Dennis Quan said, "SoftLayer is part of the new SmartCloud Services division in IBM Global. The value proposition for IBM, cloud without compromise. We have strength in the enterprise, cloud computing, enterprise use cases, private, Open Stack, hybrid platforms. Clients today need public and private clouds to keep open standards, to leverage scalability, to find solutions. IBM has PaaS and a robust SaaS portfolio, part of our Smarter Planet Solutions."

He paused, and said, "Another big factor for the acquisition is to take enterprise level security, the compliance need to switch. Start with standards. Add Open Stack to SoftLayer."

West added, "Or what I call take a broad set of Legos and make it even broader. There's a lot of that in mobile."

To learn more about IBM mobile, I reached out to IBM's Michael Gilfix, Director of Mobile Enterprise Solutions, in a phone interview.

IBM MobileFirst initiative
"IBM's MobileFirst initiative begins with investing heavily in mobility. We see it as a huge transformation with mobile being the primary access point, the mechanism for user interaction with businesses. This will create different ways to make employees more productive to support the rapidly growing space on a first class basis," Michael Gilfix said.

With expertise in IBM's business process unit, prior to coming to the Mobile Enterprise Solutions unit, Gilfix said, "We are investing in mobile across IBM, investing in shoring up our portfolio and IBM capabilities."

To Mr. Gilfix, the next generation digital platform will empower users the "ability to have access to data" as they never had before. "It will allow them to service their end customer in more personalized ways. That will create a lot of value with an increasing focus on design. The new employee will need the kind of skills to meet the next generation of productivity," he said.

He emphasized that traditional workflow will change as, "Mobile is about leveraging context: what's known about a user, incorporating their surroundings via device sensors, new device form factors."

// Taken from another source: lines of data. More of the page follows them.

pub mod evidence;
pub mod options;
pub mod report;
pub mod search;

pub use evidence::{FinancialEvidence, FinancialInfo};
pub use options::ReportOptions;
pub use report::AnalysisReport;
pub use search::{SearchDepth, SearchQuery, SearchResult};
use serde::{Deserialize, Serialize};

/// 财务分析报告
#[derive(Debug, Deserialize, Serialize, Clone, PartialEq)]
pub struct AnalysisReport {
    pub company: String,
    /// 模型原样返回的markdown正文
    pub body: String,
}

impl AnalysisReport {
    pub fn new(company: impl Into<String>, body: impl Into<String>) -> Self {
        Self {
            company: company.into(),
            body: body.into(),
        }
    }

    /// 报告文件名，公司名经 `file_stem` 处理
    pub fn file_name(&self) -> String {
        format!("{}_financial_report.txt", self.file_stem())
    }

    /// 文件名主干，始终是输出目录下的单个路径分量：
    /// 字母数字与 `.`、`-`、`_` 以外的字符替换为下划线，去掉开头的点
    pub(crate) fn file_stem(&self) -> String {
        let stem: String = self
            .company
            .trim()
            .chars()
            .map(|c| {
                if c.is_alphanumeric() || matches!(c, '.' | '-' | '_') {
                    c
                } else {
                    '_'
                }
            })
            .collect();
        let stem = stem.trim_start_matches('.');

        if stem.is_empty() {
            "report".to_string()
        } else {
            stem.to_string()
        }
    }
}
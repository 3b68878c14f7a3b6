use serde::{Deserialize, Serialize};

use crate::error::ConfigError;

pub const DEFAULT_MAX_RESULTS: u8 = 5;
pub const MAX_RESULTS_LIMIT: u8 = 10;

/// 默认的可信域名白名单
pub fn default_include_domains() -> Vec<String> {
    vec![
        "sec.gov".to_string(),
        "investor.*".to_string(),
        "finance.*".to_string(),
    ]
}

/// 单次报告生成的调用方选项
#[derive(Debug, Deserialize, Serialize, Clone, PartialEq)]
pub struct ReportOptions {
    /// 最大搜索结果数（1-10）
    pub max_results: u8,

    /// 限定搜索域名，支持glob通配
    pub include_domains: Vec<String>,
}

impl Default for ReportOptions {
    fn default() -> Self {
        Self {
            max_results: DEFAULT_MAX_RESULTS,
            include_domains: default_include_domains(),
        }
    }
}

impl ReportOptions {
    pub fn validate(&self) -> Result<(), ConfigError> {
        validate_max_results(self.max_results)?;
        validate_domains(&self.include_domains)
    }
}

pub(crate) fn validate_max_results(max_results: u8) -> Result<(), ConfigError> {
    if (1..=MAX_RESULTS_LIMIT).contains(&max_results) {
        Ok(())
    } else {
        Err(ConfigError::MaxResultsOutOfRange(max_results))
    }
}

pub(crate) fn validate_domains(domains: &[String]) -> Result<(), ConfigError> {
    if domains.is_empty() {
        return Err(ConfigError::NoDomains);
    }
    for domain in domains {
        if domain.trim().is_empty() || domain.contains(char::is_whitespace) {
            return Err(ConfigError::InvalidDomainPattern {
                pattern: domain.clone(),
                reason: "domain patterns must be non-empty and contain no whitespace".to_string(),
            });
        }
        glob::Pattern::new(domain).map_err(|e| ConfigError::InvalidDomainPattern {
            pattern: domain.clone(),
            reason: e.to_string(),
        })?;
    }
    Ok(())
}
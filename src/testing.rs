//! 测试替身 - 按URL返回预置响应并记录全部请求，无需真实网络即可断言请求体与调用次数

use std::collections::{HashMap, VecDeque};
use std::sync::Mutex;

use async_trait::async_trait;
use serde_json::Value;

use crate::error::TransportError;
use crate::http::{HttpReply, HttpTransport, JsonRequest};

pub const TEST_SEARCH_URL: &str = "https://search.test/search";
pub const TEST_LLM_URL: &str = "https://llm.test/chat/completions";

/// 按URL路由的传输层：每个URL一个先进先出的响应队列，只剩最后一个时重复返回；
/// 未注册的URL返回网络错误
#[derive(Default)]
pub struct MockTransport {
    routes: Mutex<HashMap<String, VecDeque<Result<HttpReply, TransportError>>>>,
    calls: Mutex<Vec<JsonRequest>>,
}

impl MockTransport {
    pub fn new() -> Self {
        Self::default()
    }

    pub fn on_post(self, url: &str, status: u16, body: impl Into<String>) -> Self {
        self.push(
            url,
            Ok(HttpReply {
                status,
                body: body.into(),
            }),
        );
        self
    }

    pub fn on_post_json(self, url: &str, status: u16, body: &Value) -> Self {
        self.on_post(url, status, body.to_string())
    }

    pub fn on_failure(self, url: &str, error: TransportError) -> Self {
        self.push(url, Err(error));
        self
    }

    fn push(&self, url: &str, reply: Result<HttpReply, TransportError>) {
        self.routes
            .lock()
            .unwrap()
            .entry(url.to_string())
            .or_default()
            .push_back(reply);
    }

    /// 按发送顺序记录的全部请求
    pub fn calls(&self) -> Vec<JsonRequest> {
        self.calls.lock().unwrap().clone()
    }

    pub fn calls_to(&self, url: &str) -> Vec<JsonRequest> {
        self.calls
            .lock()
            .unwrap()
            .iter()
            .filter(|call| call.url == url)
            .cloned()
            .collect()
    }

    pub fn call_count(&self, url: &str) -> usize {
        self.calls_to(url).len()
    }
}

#[async_trait]
impl HttpTransport for MockTransport {
    async fn post_json(&self, request: JsonRequest) -> Result<HttpReply, TransportError> {
        let url = request.url.clone();
        self.calls.lock().unwrap().push(request);

        let mut routes = self.routes.lock().unwrap();
        let Some(queue) = routes.get_mut(&url) else {
            return Err(TransportError::Network(format!(
                "no mock reply registered for {}",
                url
            )));
        };
        if queue.len() > 1 {
            queue
                .pop_front()
                .unwrap_or_else(|| Err(TransportError::Network("empty mock queue".to_string())))
        } else {
            queue
                .front()
                .cloned()
                .unwrap_or_else(|| Err(TransportError::Network("empty mock queue".to_string())))
        }
    }
}

/// 由 `(url, title, content)` 组成的搜索API响应体
pub fn search_body(results: &[(&str, &str, &str)]) -> Value {
    let results: Vec<Value> = results
        .iter()
        .map(|(url, title, content)| {
            serde_json::json!({ "url": url, "title": title, "content": content })
        })
        .collect();
    serde_json::json!({ "results": results })
}

/// 首个choice携带 `content` 的chat completions响应体
pub fn completion_body(content: &str) -> Value {
    serde_json::json!({
        "choices": [{ "message": { "role": "assistant", "content": content } }]
    })
}
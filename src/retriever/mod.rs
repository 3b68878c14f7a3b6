//! 证据检索 - 在可信域名范围内搜索公司财务信息并筛选出财务证据

use std::sync::Arc;

use crate::config::SearchConfig;
use crate::error::RetrievalError;
use crate::http::{HttpTransport, JsonRequest};
use crate::types::search::SearchResponse;
use crate::types::{FinancialEvidence, ReportOptions, SearchQuery};

pub mod filter;

pub use filter::{MAX_EXCERPT_CHARS, filter_financial_results};

/// 证据检索器，每次调用只发出一次搜索请求，失败不重试
#[derive(Clone)]
pub struct EvidenceRetriever {
    config: SearchConfig,
    transport: Arc<dyn HttpTransport>,
}

impl EvidenceRetriever {
    pub fn new(config: &SearchConfig, transport: Arc<dyn HttpTransport>) -> Self {
        Self {
            config: config.clone(),
            transport,
        }
    }

    /// 构建本次检索的查询
    pub fn build_query(&self, company_name: &str, options: &ReportOptions) -> SearchQuery {
        SearchQuery {
            company_name: company_name.to_string(),
            search_depth: self.config.search_depth,
            max_results: options.max_results,
            include_domains: options.include_domains.clone(),
        }
    }

    #[tracing::instrument(
        name = "pipeline_stage retrieve",
        skip(self, options),
        fields(
            pipeline.stage = "retrieve",
            search.max_results = options.max_results,
            search.results_found,
            search.evidence_kept,
        )
    )]
    pub async fn retrieve(
        &self,
        company_name: &str,
        options: &ReportOptions,
    ) -> Result<FinancialEvidence, RetrievalError> {
        let query = self.build_query(company_name, options);
        let body = serde_json::to_value(query.to_payload(&self.config.api_key))
            .map_err(|e| RetrievalError::Decode(e.to_string()))?;

        let reply = self
            .transport
            .post_json(JsonRequest::new(&self.config.api_url, body))
            .await?;

        if !reply.is_success() {
            return Err(RetrievalError::Status {
                status: reply.status,
                body: reply.body,
            });
        }

        let response: SearchResponse = serde_json::from_str(&reply.body)
            .map_err(|e| RetrievalError::Decode(e.to_string()))?;

        let evidence = filter_financial_results(company_name, &response.results);

        let span = tracing::Span::current();
        span.record("search.results_found", response.results.len());
        span.record("search.evidence_kept", evidence.financial_info.len());

        Ok(evidence)
    }
}
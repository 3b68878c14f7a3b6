//! HTTP传输层 - 检索与合成两个阶段共用的JSON POST通道

use async_trait::async_trait;
use reqwest::header::{AUTHORIZATION, CONTENT_TYPE, HeaderMap, HeaderValue};
use serde_json::Value;
use std::time::Duration;
use tracing::debug;

use crate::config::HttpConfig;
use crate::error::TransportError;

/// 一次JSON POST请求
#[derive(Debug, Clone, PartialEq)]
pub struct JsonRequest {
    pub url: String,
    /// 设置后以 `Authorization: Bearer <token>` 发送
    pub bearer_token: Option<String>,
    pub body: Value,
}

impl JsonRequest {
    pub fn new(url: impl Into<String>, body: Value) -> Self {
        Self {
            url: url.into(),
            bearer_token: None,
            body,
        }
    }

    pub fn with_bearer(mut self, token: impl Into<String>) -> Self {
        self.bearer_token = Some(token.into());
        self
    }
}

/// 完整读取后的HTTP响应
#[derive(Debug, Clone, PartialEq)]
pub struct HttpReply {
    pub status: u16,
    pub body: String,
}

impl HttpReply {
    pub fn is_success(&self) -> bool {
        (200..300).contains(&self.status)
    }
}

#[async_trait]
pub trait HttpTransport: Send + Sync {
    /// 发送请求并等待完整响应；非2xx状态码不视为传输错误
    async fn post_json(&self, request: JsonRequest) -> Result<HttpReply, TransportError>;
}

/// 基于reqwest的传输实现，连接与读取超时取自配置
#[derive(Clone)]
pub struct ReqwestTransport {
    http: reqwest::Client,
}

impl ReqwestTransport {
    pub fn new(config: &HttpConfig) -> Result<Self, TransportError> {
        let http = reqwest::Client::builder()
            .connect_timeout(Duration::from_secs(config.connect_timeout_seconds))
            .timeout(Duration::from_secs(config.timeout_seconds))
            .build()
            .map_err(|e| TransportError::Client(e.to_string()))?;
        Ok(Self { http })
    }

    fn headers(bearer_token: Option<&str>) -> Result<HeaderMap, TransportError> {
        let mut headers = HeaderMap::new();
        headers.insert(CONTENT_TYPE, HeaderValue::from_static("application/json"));
        if let Some(token) = bearer_token {
            let value = HeaderValue::from_str(&format!("Bearer {}", token))
                .map_err(|e| TransportError::Client(format!("invalid api key header: {}", e)))?;
            headers.insert(AUTHORIZATION, value);
        }
        Ok(headers)
    }
}

fn map_reqwest_error(err: reqwest::Error) -> TransportError {
    if err.is_timeout() {
        TransportError::Timeout(err.to_string())
    } else {
        TransportError::Network(err.to_string())
    }
}

#[async_trait]
impl HttpTransport for ReqwestTransport {
    async fn post_json(&self, request: JsonRequest) -> Result<HttpReply, TransportError> {
        debug!(url = %request.url, "POST json request");

        let response = self
            .http
            .post(&request.url)
            .headers(Self::headers(request.bearer_token.as_deref())?)
            .json(&request.body)
            .send()
            .await
            .map_err(map_reqwest_error)?;

        let status = response.status().as_u16();
        let body = response.text().await.map_err(map_reqwest_error)?;

        debug!(url = %request.url, status, bytes = body.len(), "POST json response");

        Ok(HttpReply { status, body })
    }
}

Michael Gilfix said, "A perfect example is the changing relationship with digital content." He discussed how mobile would become so "pervasive" in our daily lives. The old viewership was the cable model that was delivered during "couch time." Now mobility goes beyond smartphones and tablets. It will show up in set-top boxes on TVs (watch out cable), dashboards in the car, and control sensors in the home. "These new data points will drive new context to gain information on the end user in ways we haven't even thought about," he said.

A big part of that new ecosystem will be the need to overcome the lag created by "device fragmentation." The other part will be securing data. He brought up a valid point on the BYOD trend, saying, "Where does the company draw and define the boundary in an employee's device?"

Mr. Gilfix finished his thoughts about mobile growth: "It's all about maximizing the multi-channel experience."

The tech ecosystem is expanding rapidly like the universe, from galaxies (industries) and constellations (enterprises) to stars and planets, or us people as consumers and mobile data points in business and our everyday lives.